High Schooler Takes Amazon to Task for Deletions

Last Updated Oct 2, 2009 3:29 PM EDT

Amazon's own Orwellian moment last spring may never be repeated, thanks to a high school student in Michigan named James Gawronski.

According a document filed with the U.S. District Court in Seattle, first obtained by TechFlash, Gawronski sued Amazon in federal court after it deleted George Orwell's 1984 and Animal House from everyone's Kindles a few months back, claiming that his "copious notes" on 1984 were destroyed in the process.

Amazon and Gawronski (plus an additional plaintiff) have now settled the matter.

According to the court document, "Amazon will not remotely delete or modify" ebooks and other works from Kindles or similar devices "unless (a) the user consents to such deletion or
modification; (b) the user requests a refund for the Work or otherwise fails to pay for the Work
(e.g., if a credit or debit card issuer declines to remit payment); (c) a judicial or regulatory order
requires such deletion or modification; or (d) deletion or modification is reasonably necessary to
protect the consumer or the operation of a Device or network through which the Device
communicates (e.g., to remove harmful code embedded within a copy of a Work downloaded to
a Device)."

The court did not comment on the Orwellian irony in this matter, nor on the tendency of high school students to exaggerate the amount of homework they do. But the scope of this settlement does suggest that Amazon won't be going down the censorship path again anytime soon.

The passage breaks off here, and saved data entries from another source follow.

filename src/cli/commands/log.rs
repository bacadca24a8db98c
use crate::cli::parser::Commands;
use crate::config::Config;
use crate::core::log::LogLogic;
use crate::db::pool::DbPool;
use crate::errors::AppResult;

pub fn handle(cmd: &Commands, cfg: &Config) -> AppResult<()> {
    if matches!(cmd, Commands::Log { print: true }) {
        let pool = DbPool::open(&cfg.database)?;
        LogLogic::print_log(&pool)?;
    }

    Ok(())
}
use crate::utils::colors::{CYAN, GREEN, GREY, RED, RESET, YELLOW};
use std::fmt;

const BOLD: &str = "\x1b[1m";

/// Icons
const ICON_INFO: &str = "ℹ️";
const ICON_OK: &str = "✅";
const ICON_WARN: &str = "⚠️";
const ICON_ERR: &str = "❌";

pub fn info<T: fmt::Display>(msg: T) {
    println!("{}{}{} {}{}", CYAN, BOLD, ICON_INFO, RESET, msg);
}

pub fn success<T: fmt::Display>(msg: T) {
    println!("{}{}{} {}{}", GREEN, BOLD, ICON_OK, RESET, msg);
}

pub fn warning<T: fmt::Display>(msg: T) {
    println!("{}{}{} {}{}", YELLOW, BOLD, ICON_WARN, RESET, msg);
}

pub fn error<T: fmt::Display>(msg: T) {
    eprintln!("{}{}{} {}{}", RED, BOLD, ICON_ERR, RESET, msg);
}

/// Section header, e.g. the report label.
pub fn header<T: fmt::Display>(msg: T) {
    println!("{}{}== {} =={}\n", CYAN, BOLD, msg, RESET);
}

/// Secondary line under a header.
pub fn hint<T: fmt::Display>(msg: T) {
    println!("{}{}{}", GREY, msg, RESET);
}
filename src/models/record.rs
use super::session_state::Phase;
use super::workday::WorkDay;
use crate::errors::AppResult;
use chrono::{DateTime, NaiveDate, Utc};
use serde::{Deserialize, Serialize};

/// Status the server uses for days off; those rows are hidden in reports.
pub const DAY_OFF_STATUS: &str = "Folga";

/// One employee work day as returned by the time-records API.
/// The client only holds a read-only (possibly stale) copy.
#[derive(Debug, Clone, Default, PartialEq, Serialize, Deserialize)]
#[serde(rename_all = "camelCase")]
pub struct AttendanceRecord {
    #[serde(rename = "_id", alias = "id", default)]
    pub id: String,
    #[serde(default)]
    pub date: Option<String>,
    #[serde(default)]
    pub clock_in: Option<DateTime<Utc>>,
    #[serde(default)]
    pub lunch_start: Option<DateTime<Utc>>,
    #[serde(default)]
    pub lunch_end: Option<DateTime<Utc>>,
    #[serde(default)]
    pub clock_out: Option<DateTime<Utc>>,
    #[serde(default)]
    pub worked_hours: Option<String>,
    #[serde(default)]
    pub balance: Option<String>,
    #[serde(default)]
    pub status: Option<String>,
}

impl AttendanceRecord {
    /// Phase from the presence of the four timestamps.
    /// A clock-out wins over everything else.
    pub fn phase(&self) -> Phase {
        if self.clock_out.is_some() {
            return Phase::Finished;
        }
        if self.clock_in.is_none() {
            return Phase::NotStarted;
        }
        match (self.lunch_start, self.lunch_end) {
            (Some(_), None) => Phase::OnLunch,
            (Some(_), Some(_)) => Phase::LunchDoneWorking,
            _ => Phase::Working,
        }
    }

    pub fn is_day_off(&self) -> bool {
        self.status.as_deref() == Some(DAY_OFF_STATUS)
    }

    /// No timestamp at all (placeholder rows in period reports).
    pub fn is_empty(&self) -> bool {
        self.clock_in.is_none()
            && self.lunch_start.is_none()
            && self.lunch_end.is_none()
            && self.clock_out.is_none()
    }

    /// Calendar day of the record; accepts `YYYY-MM-DD` or a full ISO date-time.
    pub fn day(&self) -> Option<NaiveDate> {
        let raw = self.date.as_deref()?;
        let head = raw.get(..10).unwrap_or(raw);
        NaiveDate::parse_from_str(head, "%Y-%m-%d").ok()
    }

    /// Turn the raw server data into the explicit work-day state machine,
    /// rejecting impossible timestamp combinations.
    pub fn validate(&self) -> AppResult<WorkDay> {
        WorkDay::from_record(self)
    }
}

The settlement also avoids having the case expanded to a class-action status that might have further impaired Amazon's room to navigate in the uncharted waters of digital books, or at least could have potentially costed the company a lot more money to settle.

In this case, Amazon was hit with only a $150,000 fine.

The company's CEO, Jeff Bezos, had earlier denounced the deletions of Orwell's works as"stupid, thoughtless, and painfully out of line with our principles."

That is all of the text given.